The market is thinking that gold is topping out here, hammered by expectations that the Fed will raise interest rates.

Sure, gold zigs and zags. A short-term pullback never surprises me. Still, investors should really be keeping their eyes on the gap higher. Because gold wants to fill that gap.

What gap am I talking about? The huge gap in volume that lurks overhead.


On this chart, the dark line is gold’s price action. You can see it is testing overhead resistance.

The horizontal bars are "volume by price." In other words, this shows the amount of volume at each $20 increment during this nine-month period. The gray side of the bar is bullish volume; the pink side of the bar is bearish volume.

You can see an area where the price moved so quickly that there was little to no volume.
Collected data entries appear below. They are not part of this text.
use dotenvy::dotenv;
use std::env;

/// Sampling temperature for every model call.
pub const TEMPERATURE: f32 = 0.2;

#[derive(Debug, Clone)]
pub struct Config {
    pub ollama_base_url: String,
    pub ollama_model: String,
    pub temperature: f32,
    pub bind_addr: String,
    pub page_title: Option<String>,
    pub page_subheading: Option<String>,
    pub system_prompt: Option<String>,
}

impl Config {
    pub fn load() -> Self {
        dotenv().ok();
        Self {
            ollama_base_url: env::var("OLLAMA_BASE_URL")
                .unwrap_or_else(|_| "http://localhost:11434".to_string()),
            ollama_model: env::var("OLLAMA_MODEL").unwrap_or_else(|_| "llama3.2".to_string()),
            temperature: TEMPERATURE,
            bind_addr: env::var("PARLEY_BIND").unwrap_or_else(|_| "127.0.0.1:8501".to_string()),
            page_title: non_empty_var("PARLEY_TITLE"),
            page_subheading: non_empty_var("PARLEY_SUBHEADING"),
            system_prompt: non_empty_var("PARLEY_SYSTEM_PROMPT"),
        }
    }

    pub fn for_endpoint(base_url: impl Into<String>, model: impl Into<String>) -> Self {
        Self {
            ollama_base_url: base_url.into(),
            ollama_model: model.into(),
            temperature: TEMPERATURE,
            bind_addr: "127.0.0.1:0".to_string(),
            page_title: None,
            page_subheading: None,
            system_prompt: None,
        }
    }
}

fn non_empty_var(key: &str) -> Option<String> {
    env::var(key).ok().filter(|v| !v.trim().is_empty())
}
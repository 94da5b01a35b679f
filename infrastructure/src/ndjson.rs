/// Reassembles newline-delimited records from arbitrarily split byte chunks.
#[derive(Debug, Default)]
pub struct LineBuffer {
    pending: Vec<u8>,
}

impl LineBuffer {
    /// Feed a chunk and take every line it completes. Blank lines are dropped.
    pub fn push(&mut self, chunk: &[u8]) -> Vec<String> {
        self.pending.extend_from_slice(chunk);
        let mut lines = Vec::new();
        while let Some(pos) = self.pending.iter().position(|&b| b == b'\n') {
            let line: Vec<u8> = self.pending.drain(..=pos).collect();
            let line = String::from_utf8_lossy(&line).trim().to_string();
            if !line.is_empty() {
                lines.push(line);
            }
        }
        lines
    }

    /// Whatever is left once the input ends without a final newline.
    pub fn finish(&mut self) -> Option<String> {
        let rest = String::from_utf8_lossy(&self.pending).trim().to_string();
        self.pending.clear();
        (!rest.is_empty()).then_some(rest)
    }
}
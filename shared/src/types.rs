pub type Result<T> = anyhow::Result<T>;
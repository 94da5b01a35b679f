use presentation::web::{router, AppState, PageConfig, SESSION_COOKIE};
use reqwest::header::{COOKIE, SET_COOKIE};
use reqwest::StatusCode;
use std::net::SocketAddr;
use std::sync::Arc;
use std::time::Duration;
use tests::{spawn_server, ScriptedModel};

fn page() -> PageConfig {
    PageConfig {
        title: "Interview with Jada Smith".to_string(),
        subheading: "Ask about her projects.".to_string(),
        preamble: "You are Jada Smith.".to_string(),
    }
}

async fn start(model: ScriptedModel) -> SocketAddr {
    spawn_server(router(AppState::new(Arc::new(model), page()))).await
}

async fn session_cookie(client: &reqwest::Client, addr: SocketAddr) -> String {
    let response = client.get(format!("http://{addr}/")).send().await.unwrap();
    assert_eq!(response.status(), StatusCode::OK);
    let set_cookie = response.headers()[SET_COOKIE].to_str().unwrap().to_string();
    assert!(set_cookie.starts_with(SESSION_COOKIE));
    set_cookie.split(';').next().unwrap().to_string()
}

#[tokio::test]
async fn page_shows_title_and_subheading() {
    let addr = start(ScriptedModel::new()).await;
    let body = reqwest::get(format!("http://{addr}/"))
        .await
        .unwrap()
        .text()
        .await
        .unwrap();
    assert!(body.contains("<h1>Interview with Jada Smith</h1>"));
    assert!(body.contains("Ask about her projects."));
    assert!(!body.contains("You are Jada Smith."));
}

#[tokio::test]
async fn blank_message_is_a_no_op() {
    let model = ScriptedModel::new();
    let addr = start(model.clone()).await;
    let response = reqwest::Client::new()
        .post(format!("http://{addr}/chat"))
        .form(&[("message", "   ")])
        .send()
        .await
        .unwrap();
    assert_eq!(response.status(), StatusCode::NO_CONTENT);
    assert!(model.prompts().is_empty());
}

#[tokio::test]
async fn exchange_streams_then_persists() {
    let model = ScriptedModel::new();
    model.push_reply(&["I led ", "the **payments** migration."]);
    let addr = start(model.clone()).await;
    let client = reqwest::Client::new();
    let cookie = session_cookie(&client, addr).await;

    let body = client
        .post(format!("http://{addr}/chat"))
        .header(COOKIE, &cookie)
        .form(&[("message", "Tell me about a project")])
        .send()
        .await
        .unwrap()
        .text()
        .await
        .unwrap();
    let body = body.replace("event: ", "event:");

    let user_at = body.find("event:user").unwrap();
    let first_at = body.find("I led ").unwrap();
    let done_at = body.find("event:done").unwrap();
    assert!(user_at < first_at && first_at < done_at);
    assert!(body.contains("data-role=\\\"user\\\""));

    let prompt = &model.prompts()[0];
    assert_eq!(prompt.len(), 2);
    assert_eq!(prompt[0].content(), "You are Jada Smith.");
    assert_eq!(prompt[1].content(), "Tell me about a project");

    let page = client
        .get(format!("http://{addr}/"))
        .header(COOKIE, &cookie)
        .send()
        .await
        .unwrap()
        .text()
        .await
        .unwrap();
    let question_at = page.find("Tell me about a project").unwrap();
    let answer_at = page.find("I led the **payments** migration.").unwrap();
    assert!(question_at < answer_at);
}

#[tokio::test]
async fn failed_reply_reports_error_and_records_nothing() {
    // No reply is queued, so the model call fails.
    let model = ScriptedModel::new();
    let addr = start(model.clone()).await;
    let client = reqwest::Client::new();
    let cookie = session_cookie(&client, addr).await;

    let body = client
        .post(format!("http://{addr}/chat"))
        .header(COOKIE, &cookie)
        .form(&[("message", "Hello?")])
        .send()
        .await
        .unwrap()
        .text()
        .await
        .unwrap();
    assert!(body.replace("event: ", "event:").contains("event:error"));
    assert!(body.contains("no scripted reply left"));

    let page = client
        .get(format!("http://{addr}/"))
        .header(COOKIE, &cookie)
        .send()
        .await
        .unwrap()
        .text()
        .await
        .unwrap();
    assert!(!page.contains("Hello?"));
}

#[tokio::test]
async fn sessions_do_not_share_history() {
    let model = ScriptedModel::new();
    model.push_reply(&["Hi Alice."]);
    let addr = start(model).await;
    let client = reqwest::Client::new();
    let alice = session_cookie(&client, addr).await;
    let bob = session_cookie(&client, addr).await;
    assert_ne!(alice, bob);

    client
        .post(format!("http://{addr}/chat"))
        .header(COOKIE, &alice)
        .form(&[("message", "I am Alice")])
        .send()
        .await
        .unwrap()
        .text()
        .await
        .unwrap();

    let bob_page = client
        .get(format!("http://{addr}/"))
        .header(COOKIE, &bob)
        .send()
        .await
        .unwrap()
        .text()
        .await
        .unwrap();
    assert!(!bob_page.contains("I am Alice"));
}

#[tokio::test]
async fn cookieless_visits_do_not_accumulate_sessions() {
    let state = AppState::new(Arc::new(ScriptedModel::new()), page())
        .with_idle_ttl(Duration::from_millis(500));
    let addr = spawn_server(router(state.clone())).await;

    for _ in 0..10 {
        let response = reqwest::get(format!("http://{addr}/")).await.unwrap();
        assert_eq!(response.status(), StatusCode::OK);
    }
    assert_eq!(state.sessions().len().await, 10);

    tokio::time::sleep(Duration::from_millis(800)).await;
    reqwest::get(format!("http://{addr}/")).await.unwrap();
    assert_eq!(state.sessions().len().await, 1);
}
This formed form what you might call an "air pocket" in price action, leading up to $1,310.

You see, price has what traders call "memory" because of trades done at different prices. If there isn’t any trading volume at a particular price, there isn’t anyone who got stuck holding shares there. So when a stock gets back to that price again, there’s nothing to stop it in either direction.

  • On the way down, these air pockets can lead to big drops.
  • On the way up, the air pockets can lead to explosive rallies.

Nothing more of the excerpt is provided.